Supplied records:
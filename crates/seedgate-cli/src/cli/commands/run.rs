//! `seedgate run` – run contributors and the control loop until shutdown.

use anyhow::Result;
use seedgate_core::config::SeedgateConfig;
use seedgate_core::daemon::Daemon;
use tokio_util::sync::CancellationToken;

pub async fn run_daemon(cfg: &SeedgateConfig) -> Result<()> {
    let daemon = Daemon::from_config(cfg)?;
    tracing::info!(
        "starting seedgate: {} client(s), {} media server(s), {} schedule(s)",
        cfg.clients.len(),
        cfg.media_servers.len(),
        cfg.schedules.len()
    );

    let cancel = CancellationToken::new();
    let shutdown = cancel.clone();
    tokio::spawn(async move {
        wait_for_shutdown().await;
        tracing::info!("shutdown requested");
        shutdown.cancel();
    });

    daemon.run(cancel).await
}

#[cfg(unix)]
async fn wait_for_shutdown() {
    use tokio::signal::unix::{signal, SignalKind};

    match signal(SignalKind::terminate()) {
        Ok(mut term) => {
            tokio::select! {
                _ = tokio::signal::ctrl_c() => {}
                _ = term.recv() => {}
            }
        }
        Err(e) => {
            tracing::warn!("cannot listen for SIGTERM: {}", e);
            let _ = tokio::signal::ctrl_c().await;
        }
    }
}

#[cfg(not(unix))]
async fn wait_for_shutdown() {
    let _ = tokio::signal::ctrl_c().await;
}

What you are asked to do:
How many of the lines in the records include the string "tracing"? Reply with the number alone.

Exercise solution:
3